# [Data for this task]

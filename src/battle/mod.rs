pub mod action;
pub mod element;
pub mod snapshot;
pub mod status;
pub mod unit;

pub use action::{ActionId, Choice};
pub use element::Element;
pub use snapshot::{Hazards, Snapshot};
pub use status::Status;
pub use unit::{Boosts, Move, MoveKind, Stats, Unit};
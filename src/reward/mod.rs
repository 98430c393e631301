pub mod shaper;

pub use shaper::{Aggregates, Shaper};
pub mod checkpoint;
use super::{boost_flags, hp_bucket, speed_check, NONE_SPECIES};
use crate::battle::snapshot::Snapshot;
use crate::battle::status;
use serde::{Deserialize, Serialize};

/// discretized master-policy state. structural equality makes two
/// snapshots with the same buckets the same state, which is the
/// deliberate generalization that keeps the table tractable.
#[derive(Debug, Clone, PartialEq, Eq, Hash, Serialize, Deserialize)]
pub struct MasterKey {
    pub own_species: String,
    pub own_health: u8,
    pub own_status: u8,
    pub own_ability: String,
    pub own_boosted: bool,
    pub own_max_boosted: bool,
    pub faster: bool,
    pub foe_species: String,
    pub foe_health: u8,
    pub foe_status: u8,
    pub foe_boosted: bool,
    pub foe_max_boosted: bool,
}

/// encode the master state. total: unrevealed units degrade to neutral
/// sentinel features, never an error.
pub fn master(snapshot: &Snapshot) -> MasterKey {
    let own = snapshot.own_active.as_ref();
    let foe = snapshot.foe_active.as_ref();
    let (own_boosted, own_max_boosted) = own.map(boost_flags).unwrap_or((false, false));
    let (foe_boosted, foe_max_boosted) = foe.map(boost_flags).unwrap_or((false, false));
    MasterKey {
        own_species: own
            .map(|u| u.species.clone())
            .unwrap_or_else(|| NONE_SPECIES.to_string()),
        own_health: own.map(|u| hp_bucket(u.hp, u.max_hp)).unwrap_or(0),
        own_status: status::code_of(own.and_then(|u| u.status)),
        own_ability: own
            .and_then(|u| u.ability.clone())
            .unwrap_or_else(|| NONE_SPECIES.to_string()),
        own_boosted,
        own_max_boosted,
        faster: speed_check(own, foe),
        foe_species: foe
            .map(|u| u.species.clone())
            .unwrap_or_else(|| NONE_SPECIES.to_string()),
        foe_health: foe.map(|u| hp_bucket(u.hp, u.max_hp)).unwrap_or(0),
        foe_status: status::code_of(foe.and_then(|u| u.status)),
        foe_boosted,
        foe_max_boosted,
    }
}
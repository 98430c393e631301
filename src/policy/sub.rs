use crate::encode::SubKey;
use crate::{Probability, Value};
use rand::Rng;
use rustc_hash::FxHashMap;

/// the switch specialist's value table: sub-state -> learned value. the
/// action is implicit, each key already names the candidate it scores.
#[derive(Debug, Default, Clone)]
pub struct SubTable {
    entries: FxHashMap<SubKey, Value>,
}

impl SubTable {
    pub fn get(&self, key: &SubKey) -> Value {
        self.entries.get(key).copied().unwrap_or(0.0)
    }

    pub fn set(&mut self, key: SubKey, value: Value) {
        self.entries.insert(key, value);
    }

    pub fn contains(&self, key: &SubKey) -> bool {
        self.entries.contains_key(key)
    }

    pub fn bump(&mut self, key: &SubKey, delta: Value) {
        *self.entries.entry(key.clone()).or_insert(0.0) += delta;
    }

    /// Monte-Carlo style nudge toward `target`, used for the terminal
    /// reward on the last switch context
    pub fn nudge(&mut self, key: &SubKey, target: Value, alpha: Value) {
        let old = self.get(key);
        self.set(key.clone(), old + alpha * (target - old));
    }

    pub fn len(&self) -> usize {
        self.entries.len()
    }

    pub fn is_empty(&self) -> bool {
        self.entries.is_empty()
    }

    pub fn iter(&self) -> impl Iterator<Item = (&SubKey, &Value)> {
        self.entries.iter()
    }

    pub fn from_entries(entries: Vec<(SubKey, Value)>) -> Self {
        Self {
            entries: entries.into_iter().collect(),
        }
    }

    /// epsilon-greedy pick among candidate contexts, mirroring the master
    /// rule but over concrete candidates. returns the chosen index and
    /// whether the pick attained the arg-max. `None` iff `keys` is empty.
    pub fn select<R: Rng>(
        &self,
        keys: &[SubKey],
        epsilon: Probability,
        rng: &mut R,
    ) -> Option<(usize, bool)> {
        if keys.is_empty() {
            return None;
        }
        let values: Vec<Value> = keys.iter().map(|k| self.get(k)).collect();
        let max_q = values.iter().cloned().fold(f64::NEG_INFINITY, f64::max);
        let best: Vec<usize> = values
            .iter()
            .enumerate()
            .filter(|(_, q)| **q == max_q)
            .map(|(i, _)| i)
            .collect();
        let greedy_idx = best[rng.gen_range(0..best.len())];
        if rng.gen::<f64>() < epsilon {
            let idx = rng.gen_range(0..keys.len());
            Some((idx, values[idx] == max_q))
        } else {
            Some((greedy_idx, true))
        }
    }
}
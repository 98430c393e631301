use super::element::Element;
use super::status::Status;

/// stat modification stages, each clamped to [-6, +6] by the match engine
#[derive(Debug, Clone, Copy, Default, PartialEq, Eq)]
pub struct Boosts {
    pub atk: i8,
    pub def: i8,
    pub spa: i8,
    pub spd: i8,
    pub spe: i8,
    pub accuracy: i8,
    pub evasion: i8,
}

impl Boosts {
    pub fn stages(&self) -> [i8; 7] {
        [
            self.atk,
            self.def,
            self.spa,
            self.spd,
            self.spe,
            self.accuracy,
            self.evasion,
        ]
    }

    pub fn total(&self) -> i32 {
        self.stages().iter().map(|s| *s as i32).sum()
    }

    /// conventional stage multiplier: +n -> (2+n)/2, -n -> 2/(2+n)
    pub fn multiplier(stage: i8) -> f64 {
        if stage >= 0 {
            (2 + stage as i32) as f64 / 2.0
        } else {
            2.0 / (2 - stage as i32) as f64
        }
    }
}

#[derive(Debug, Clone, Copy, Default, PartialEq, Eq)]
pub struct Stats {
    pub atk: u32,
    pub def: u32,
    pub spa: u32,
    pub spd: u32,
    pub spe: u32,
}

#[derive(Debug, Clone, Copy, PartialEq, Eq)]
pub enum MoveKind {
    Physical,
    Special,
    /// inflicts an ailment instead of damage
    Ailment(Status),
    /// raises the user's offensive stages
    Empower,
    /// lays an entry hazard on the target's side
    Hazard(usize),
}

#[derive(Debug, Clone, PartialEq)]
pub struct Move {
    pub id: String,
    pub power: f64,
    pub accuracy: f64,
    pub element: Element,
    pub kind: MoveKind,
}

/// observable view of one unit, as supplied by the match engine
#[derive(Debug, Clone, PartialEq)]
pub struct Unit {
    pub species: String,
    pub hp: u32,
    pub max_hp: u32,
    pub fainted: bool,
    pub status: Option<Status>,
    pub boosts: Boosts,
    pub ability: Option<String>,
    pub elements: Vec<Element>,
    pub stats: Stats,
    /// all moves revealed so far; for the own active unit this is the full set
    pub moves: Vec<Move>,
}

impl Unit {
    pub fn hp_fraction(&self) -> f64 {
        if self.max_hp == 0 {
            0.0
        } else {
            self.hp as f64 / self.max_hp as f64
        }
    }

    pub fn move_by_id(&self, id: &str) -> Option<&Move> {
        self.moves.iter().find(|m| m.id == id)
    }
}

...

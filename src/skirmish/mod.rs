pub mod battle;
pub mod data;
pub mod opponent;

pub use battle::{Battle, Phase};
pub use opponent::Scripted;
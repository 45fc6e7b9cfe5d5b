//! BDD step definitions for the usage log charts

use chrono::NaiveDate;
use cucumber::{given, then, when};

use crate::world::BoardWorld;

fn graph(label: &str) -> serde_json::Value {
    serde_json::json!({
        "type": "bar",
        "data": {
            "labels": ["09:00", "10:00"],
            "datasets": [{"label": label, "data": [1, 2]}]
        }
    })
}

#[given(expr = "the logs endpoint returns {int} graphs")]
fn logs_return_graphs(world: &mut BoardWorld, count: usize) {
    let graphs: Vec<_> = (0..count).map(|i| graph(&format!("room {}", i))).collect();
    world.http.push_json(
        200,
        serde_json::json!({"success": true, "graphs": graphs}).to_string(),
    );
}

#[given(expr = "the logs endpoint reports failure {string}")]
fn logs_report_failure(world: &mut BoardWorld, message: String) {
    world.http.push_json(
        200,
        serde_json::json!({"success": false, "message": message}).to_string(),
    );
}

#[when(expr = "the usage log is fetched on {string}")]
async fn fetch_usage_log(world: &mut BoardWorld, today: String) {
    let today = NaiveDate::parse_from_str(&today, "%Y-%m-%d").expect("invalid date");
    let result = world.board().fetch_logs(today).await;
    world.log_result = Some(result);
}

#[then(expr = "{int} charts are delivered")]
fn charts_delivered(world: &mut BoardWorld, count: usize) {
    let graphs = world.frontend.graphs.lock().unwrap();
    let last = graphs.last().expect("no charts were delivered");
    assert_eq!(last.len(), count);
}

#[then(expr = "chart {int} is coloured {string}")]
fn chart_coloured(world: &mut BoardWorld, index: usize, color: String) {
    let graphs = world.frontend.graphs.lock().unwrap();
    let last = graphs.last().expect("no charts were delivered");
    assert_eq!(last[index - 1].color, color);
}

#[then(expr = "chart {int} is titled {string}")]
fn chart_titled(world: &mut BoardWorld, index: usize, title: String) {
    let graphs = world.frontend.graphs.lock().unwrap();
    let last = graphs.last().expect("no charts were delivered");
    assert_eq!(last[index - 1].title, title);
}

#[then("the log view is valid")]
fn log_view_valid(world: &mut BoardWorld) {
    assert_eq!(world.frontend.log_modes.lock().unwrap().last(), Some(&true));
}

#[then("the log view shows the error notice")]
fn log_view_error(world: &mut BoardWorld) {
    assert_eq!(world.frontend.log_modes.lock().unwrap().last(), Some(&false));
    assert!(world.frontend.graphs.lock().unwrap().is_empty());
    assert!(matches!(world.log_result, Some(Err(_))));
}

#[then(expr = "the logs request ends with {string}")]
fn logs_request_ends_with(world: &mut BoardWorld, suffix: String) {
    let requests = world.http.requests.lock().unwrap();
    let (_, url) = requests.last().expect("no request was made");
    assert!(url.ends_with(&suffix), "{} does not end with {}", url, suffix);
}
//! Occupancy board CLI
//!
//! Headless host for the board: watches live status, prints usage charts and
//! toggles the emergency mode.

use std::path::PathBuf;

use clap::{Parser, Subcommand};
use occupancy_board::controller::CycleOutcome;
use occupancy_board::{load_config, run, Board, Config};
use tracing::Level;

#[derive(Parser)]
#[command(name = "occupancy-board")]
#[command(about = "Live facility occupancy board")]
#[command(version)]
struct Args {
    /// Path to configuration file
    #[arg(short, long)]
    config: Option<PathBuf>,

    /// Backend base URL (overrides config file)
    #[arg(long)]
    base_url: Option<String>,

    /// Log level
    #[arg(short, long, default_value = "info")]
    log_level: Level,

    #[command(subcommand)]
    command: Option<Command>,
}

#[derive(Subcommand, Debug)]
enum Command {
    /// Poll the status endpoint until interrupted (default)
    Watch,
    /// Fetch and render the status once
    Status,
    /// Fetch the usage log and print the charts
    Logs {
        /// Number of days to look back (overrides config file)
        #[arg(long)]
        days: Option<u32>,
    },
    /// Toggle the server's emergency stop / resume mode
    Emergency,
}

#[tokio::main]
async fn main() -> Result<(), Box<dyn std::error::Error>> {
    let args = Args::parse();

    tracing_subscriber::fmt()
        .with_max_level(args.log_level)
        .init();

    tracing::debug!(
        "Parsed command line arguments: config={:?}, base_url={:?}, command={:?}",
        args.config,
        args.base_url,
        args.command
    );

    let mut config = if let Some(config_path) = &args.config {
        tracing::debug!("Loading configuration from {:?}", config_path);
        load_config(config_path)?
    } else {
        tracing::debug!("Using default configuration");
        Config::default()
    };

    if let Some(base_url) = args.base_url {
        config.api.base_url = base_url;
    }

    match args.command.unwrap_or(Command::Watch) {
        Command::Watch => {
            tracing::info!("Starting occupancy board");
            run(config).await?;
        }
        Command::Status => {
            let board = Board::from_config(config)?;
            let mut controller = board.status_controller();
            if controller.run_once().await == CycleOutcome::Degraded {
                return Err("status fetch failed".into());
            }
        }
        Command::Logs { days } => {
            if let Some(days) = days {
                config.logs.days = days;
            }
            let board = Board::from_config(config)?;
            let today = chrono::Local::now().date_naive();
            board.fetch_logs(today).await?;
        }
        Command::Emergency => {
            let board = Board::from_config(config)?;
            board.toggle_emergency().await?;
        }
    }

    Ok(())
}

# [Exercise goal]
Please return every line from the material above where the string "delta" occurs.

# [Output]
    pub fn bump(&mut self, key: &SubKey, delta: Value) {
        *self.entries.entry(key.clone()).or_insert(0.0) += delta;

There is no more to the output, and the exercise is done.